Eine Deutsche ergreift bei der Eröffnungszeremonie das Wort und bittet unter Tränen um Vergebung. Der Großvater von Bärbel Pfeiffer hat unter anderem am Zaun um das Konzentrationslager Auschwitz-Birkenau mitgebaut. Mit ihr sind 50 bis 60 weitere Nachkommen von Mitgliedern der deutschen Wehrmacht, der Polizei und der SS nach Polen gekommen. Gemeinsam mit den Nachfahren von Holocaust-Überlebenden starteten sie vergangenen Sonntag in Auschwitz den Marsch. Auch Ruth Sax, die dank Schindlers Liste den Holocaust überlebte, sprach in der Eröffnungsveranstaltung.
Junge Menschen aus Deutschland, Israel, den USA, Weißrussland und Polen versammelten sich, um an die schrecklichen Ereignisse der NS-Zeit zu erinnern. Von Auschwitz aus machte sich die Gruppe auf den Weg nach Kielce, Chelmno, Sobibor, Majdanek und Belzec, bis sie am Donnerstag schließlich in Treblinka ankam. Ihre geographische Lage verbindet diese Orte durch einen symbolischen Davidstern miteinander. Kirchen und Gemeinden im gesamten Land veranstalteten im Rahmen des Marsches Versöhnungsgottesdienste.
Von Treblinka aus sind die Teilnehmer am heutigen Freitag in die polnische Hauptstadt Warschau aufgebrochen. Hier findet eine Schabbat-Feier und das Fest des Lebens statt. Das Fest ist die Abschlussveranstaltung der sechs Tage und „hat einen freudigen Charakter“, teilte Heinz Reuss, einer der Veranstalter des Marsches, gegenüber Israelnetz mit. Viele der Gottesdienste und Gedenkfeiern seien sehr getragen gewesen, das Fest soll zum Abschluss einen Gegenpol setzen. Hauptrednerin wird die israelische Abgeordnete Lia Schemtov (Israel Beitenu) sein. Sie repräsentiert ihr Land während des Marsches. Die Tageszeitung „Yediot Aharonot“ zitiert die Politikerin mit den Worten: „Das sind unglaubliche Jugendliche, die ihre tragische Verbindung mit den Juden entdeckt und sich entschieden haben, diese Wahrheit zu beherzigen, während sie Vergebung und Freisprechung von den Holocaust-Überlebenden suchen.“
Polen war einer der Hauptschauplätze des Holocaust. Von den etwa 6 Millionen Juden, die unter dem NS-Regime ihr Leben gelassen haben, kamen mehr als 3 Millionen dort um.

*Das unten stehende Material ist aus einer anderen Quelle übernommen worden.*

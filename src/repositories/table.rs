use async_trait::async_trait;
use sqlx::PgConnection;

use crate::database::memory::{MemoryTable, MemoryTables};
use crate::error::{Error, Result};
use crate::models::{Category, Entity, Product, User};

/// Storage mapping for an entity: its Postgres table and its slot in the
/// memory store.
#[async_trait]
pub trait Table: Entity {
    const TABLE: &'static str;
    const COLUMNS: &'static str;

    fn memory(tables: &MemoryTables) -> &MemoryTable<Self>;
    fn memory_mut(tables: &mut MemoryTables) -> &mut MemoryTable<Self>;

    /// Schema rules the memory store has to enforce itself.
    fn check_constraints(_tables: &MemoryTables, _row: &Self) -> Result<()> {
        Ok(())
    }

    async fn insert_row(conn: &mut PgConnection, row: &Self) -> Result<Self>;

    /// `None` when no row with the key exists.
    async fn update_row(conn: &mut PgConnection, row: &Self) -> Result<Option<Self>>;

    async fn select_all(conn: &mut PgConnection, include_deleted: bool) -> Result<Vec<Self>> {
        let filter = if include_deleted {
            ""
        } else {
            "WHERE is_deleted = FALSE"
        };
        let sql = format!(
            "SELECT {} FROM {} {} ORDER BY id",
            Self::COLUMNS,
            Self::TABLE,
            filter
        );
        let rows = sqlx::query_as::<_, Self>(&sql).fetch_all(conn).await?;
        Ok(rows)
    }

    async fn select_one(
        conn: &mut PgConnection,
        id: Self::Key,
        include_deleted: bool,
    ) -> Result<Option<Self>> {
        let filter = if include_deleted {
            ""
        } else {
            "AND is_deleted = FALSE"
        };
        let sql = format!(
            "SELECT {} FROM {} WHERE id = $1 {}",
            Self::COLUMNS,
            Self::TABLE,
            filter
        );
        let row = sqlx::query_as::<_, Self>(&sql)
            .bind(id)
            .fetch_optional(conn)
            .await?;
        Ok(row)
    }

    fn memory_insert(tables: &mut MemoryTables, row: &Self) -> Result<Self> {
        Self::check_constraints(tables, row)?;
        Self::memory_mut(tables).insert(row.clone())
    }

    fn memory_update(tables: &mut MemoryTables, row: &Self) -> Result<Self> {
        Self::check_constraints(tables, row)?;
        Self::memory_mut(tables).replace(row.clone())
    }
}

const AUDIT_COLUMNS: &str =
    "created_at, updated_at, created_by, updated_by, is_deleted, deleted_at, deleted_by";

#[async_trait]
impl Table for Category {
    const TABLE: &'static str = "categories";
    const COLUMNS: &'static str = "id, name, description, display_order, is_active, \
        created_at, updated_at, created_by, updated_by, is_deleted, deleted_at, deleted_by";

    fn memory(tables: &MemoryTables) -> &MemoryTable<Self> {
        &tables.categories
    }

    fn memory_mut(tables: &mut MemoryTables) -> &mut MemoryTable<Self> {
        &mut tables.categories
    }

    fn check_constraints(tables: &MemoryTables, row: &Self) -> Result<()> {
        let duplicate = tables
            .categories
            .live(false)
            .any(|other| other.id != row.id && other.name == row.name);
        if duplicate && !row.audit.is_deleted {
            return Err(Error::Constraint(format!(
                "duplicate key value violates unique constraint \"ix_categories_name\": {}",
                row.name
            )));
        }
        Ok(())
    }

    async fn insert_row(conn: &mut PgConnection, row: &Self) -> Result<Self> {
        let sql = format!(
            "INSERT INTO categories (name, description, display_order, is_active, {}) \
             VALUES ($1, $2, $3, $4, $5, $6, $7, $8, $9, $10, $11) RETURNING {}",
            AUDIT_COLUMNS,
            Self::COLUMNS
        );
        let saved = sqlx::query_as::<_, Self>(&sql)
            .bind(&row.name)
            .bind(&row.description)
            .bind(row.display_order)
            .bind(row.is_active)
            .bind(row.audit.created_at)
            .bind(row.audit.updated_at)
            .bind(&row.audit.created_by)
            .bind(&row.audit.updated_by)
            .bind(row.audit.is_deleted)
            .bind(row.audit.deleted_at)
            .bind(&row.audit.deleted_by)
            .fetch_one(conn)
            .await?;
        Ok(saved)
    }

    async fn update_row(conn: &mut PgConnection, row: &Self) -> Result<Option<Self>> {
        let sql = format!(
            "UPDATE categories SET name = $2, description = $3, display_order = $4, \
             is_active = $5, updated_at = $6, updated_by = $7, is_deleted = $8, \
             deleted_at = $9, deleted_by = $10 WHERE id = $1 RETURNING {}",
            Self::COLUMNS
        );
        let saved = sqlx::query_as::<_, Self>(&sql)
            .bind(row.id)
            .bind(&row.name)
            .bind(&row.description)
            .bind(row.display_order)
            .bind(row.is_active)
            .bind(row.audit.updated_at)
            .bind(&row.audit.updated_by)
            .bind(row.audit.is_deleted)
            .bind(row.audit.deleted_at)
            .bind(&row.audit.deleted_by)
            .fetch_optional(conn)
            .await?;
        Ok(saved)
    }
}

#[async_trait]
impl Table for Product {
    const TABLE: &'static str = "products";
    const COLUMNS: &'static str = "id, name, description, price, sale_price, stock_quantity, \
        sku, is_active, is_featured, category_id, \
        created_at, updated_at, created_by, updated_by, is_deleted, deleted_at, deleted_by";

    fn memory(tables: &MemoryTables) -> &MemoryTable<Self> {
        &tables.products
    }

    fn memory_mut(tables: &mut MemoryTables) -> &mut MemoryTable<Self> {
        &mut tables.products
    }

    fn check_constraints(tables: &MemoryTables, row: &Self) -> Result<()> {
        if row.price <= rust_decimal::Decimal::ZERO {
            return Err(Error::Constraint("ck_products_price".into()));
        }
        if let Some(sale) = row.sale_price {
            if sale <= rust_decimal::Decimal::ZERO {
                return Err(Error::Constraint("ck_products_sale_price".into()));
            }
            if sale >= row.price {
                return Err(Error::Constraint("ck_products_sale_below_price".into()));
            }
        }
        if row.stock_quantity < 0 {
            return Err(Error::Constraint("ck_products_stock".into()));
        }
        if tables.categories.get(&row.category_id, true).is_none() {
            return Err(Error::Constraint(format!(
                "insert or update on table \"products\" violates foreign key constraint: category {} does not exist",
                row.category_id
            )));
        }
        if let Some(sku) = row.sku.as_deref().filter(|_| !row.audit.is_deleted) {
            let taken = tables
                .products
                .live(false)
                .any(|other| other.id != row.id && other.sku.as_deref() == Some(sku));
            if taken {
                return Err(Error::Constraint(format!(
                    "duplicate key value violates unique constraint \"ix_products_sku\": {}",
                    sku
                )));
            }
        }
        Ok(())
    }

    async fn insert_row(conn: &mut PgConnection, row: &Self) -> Result<Self> {
        let sql = format!(
            "INSERT INTO products (name, description, price, sale_price, stock_quantity, sku, \
             is_active, is_featured, category_id, {}) \
             VALUES ($1, $2, $3, $4, $5, $6, $7, $8, $9, $10, $11, $12, $13, $14, $15, $16) \
             RETURNING {}",
            AUDIT_COLUMNS,
            Self::COLUMNS
        );
        let saved = sqlx::query_as::<_, Self>(&sql)
            .bind(&row.name)
            .bind(&row.description)
            .bind(row.price)
            .bind(row.sale_price)
            .bind(row.stock_quantity)
            .bind(&row.sku)
            .bind(row.is_active)
            .bind(row.is_featured)
            .bind(row.category_id)
            .bind(row.audit.created_at)
            .bind(row.audit.updated_at)
            .bind(&row.audit.created_by)
            .bind(&row.audit.updated_by)
            .bind(row.audit.is_deleted)
            .bind(row.audit.deleted_at)
            .bind(&row.audit.deleted_by)
            .fetch_one(conn)
            .await?;
        Ok(saved)
    }

    async fn update_row(conn: &mut PgConnection, row: &Self) -> Result<Option<Self>> {
        let sql = format!(
            "UPDATE products SET name = $2, description = $3, price = $4, sale_price = $5, \
             stock_quantity = $6, sku = $7, is_active = $8, is_featured = $9, category_id = $10, \
             updated_at = $11, updated_by = $12, is_deleted = $13, deleted_at = $14, \
             deleted_by = $15 WHERE id = $1 RETURNING {}",
            Self::COLUMNS
        );
        let saved = sqlx::query_as::<_, Self>(&sql)
            .bind(row.id)
            .bind(&row.name)
            .bind(&row.description)
            .bind(row.price)
            .bind(row.sale_price)
            .bind(row.stock_quantity)
            .bind(&row.sku)
            .bind(row.is_active)
            .bind(row.is_featured)
            .bind(row.category_id)
            .bind(row.audit.updated_at)
            .bind(&row.audit.updated_by)
            .bind(row.audit.is_deleted)
            .bind(row.audit.deleted_at)
            .bind(&row.audit.deleted_by)
            .fetch_optional(conn)
            .await?;
        Ok(saved)
    }
}

#[async_trait]
impl Table for User {
    const TABLE: &'static str = "users";
    const COLUMNS: &'static str = "id, email, user_name, password_hash, first_name, last_name, \
        last_login_at, is_active, \
        created_at, updated_at, created_by, updated_by, is_deleted, deleted_at, deleted_by";

    fn memory(tables: &MemoryTables) -> &MemoryTable<Self> {
        &tables.users
    }

    fn memory_mut(tables: &mut MemoryTables) -> &mut MemoryTable<Self> {
        &mut tables.users
    }

    fn check_constraints(tables: &MemoryTables, row: &Self) -> Result<()> {
        let taken = !row.audit.is_deleted
            && tables
                .users
                .live(false)
                .any(|other| other.id != row.id && other.email.eq_ignore_ascii_case(&row.email));
        if taken {
            return Err(Error::Constraint(format!(
                "duplicate key value violates unique constraint \"ix_users_email\": {}",
                row.email
            )));
        }
        Ok(())
    }

    async fn insert_row(conn: &mut PgConnection, row: &Self) -> Result<Self> {
        let id = if row.id.is_nil() {
            uuid::Uuid::new_v4()
        } else {
            row.id
        };
        let sql = format!(
            "INSERT INTO users (id, email, user_name, password_hash, first_name, last_name, \
             last_login_at, is_active, {}) \
             VALUES ($1, $2, $3, $4, $5, $6, $7, $8, $9, $10, $11, $12, $13, $14, $15) \
             RETURNING {}",
            AUDIT_COLUMNS,
            Self::COLUMNS
        );
        let saved = sqlx::query_as::<_, Self>(&sql)
            .bind(id)
            .bind(&row.email)
            .bind(&row.user_name)
            .bind(&row.password_hash)
            .bind(&row.first_name)
            .bind(&row.last_name)
            .bind(row.last_login_at)
            .bind(row.is_active)
            .bind(row.audit.created_at)
            .bind(row.audit.updated_at)
            .bind(&row.audit.created_by)
            .bind(&row.audit.updated_by)
            .bind(row.audit.is_deleted)
            .bind(row.audit.deleted_at)
            .bind(&row.audit.deleted_by)
            .fetch_one(conn)
            .await?;
        Ok(saved)
    }

    async fn update_row(conn: &mut PgConnection, row: &Self) -> Result<Option<Self>> {
        let sql = format!(
            "UPDATE users SET email = $2, user_name = $3, password_hash = $4, first_name = $5, \
             last_name = $6, last_login_at = $7, is_active = $8, updated_at = $9, \
             updated_by = $10, is_deleted = $11, deleted_at = $12, deleted_by = $13 \
             WHERE id = $1 RETURNING {}",
            Self::COLUMNS
        );
        let saved = sqlx::query_as::<_, Self>(&sql)
            .bind(row.id)
            .bind(&row.email)
            .bind(&row.user_name)
            .bind(&row.password_hash)
            .bind(&row.first_name)
            .bind(&row.last_name)
            .bind(row.last_login_at)
            .bind(row.is_active)
            .bind(row.audit.updated_at)
            .bind(&row.audit.updated_by)
            .bind(row.audit.is_deleted)
            .bind(row.audit.deleted_at)
            .bind(&row.audit.deleted_by)
            .fetch_optional(conn)
            .await?;
        Ok(saved)
    }
}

Den Marsch des Lebens gibt es bereits seit mehreren Jahren. Einer der Initiatoren, die evangelische Freikirche TOS, beschreibt diese Kundgebungen als „Gedenk- und Versöhnungsmärsche an Orten des Holocaust in Europa“. Jedes Jahr am israelischen Holocaustgedenktag gibt es, in Erinnerung an die Todesmärsche der KZ-Häftlinge, einen Marsch der Lebenden von Auschwitz nach Birkenau.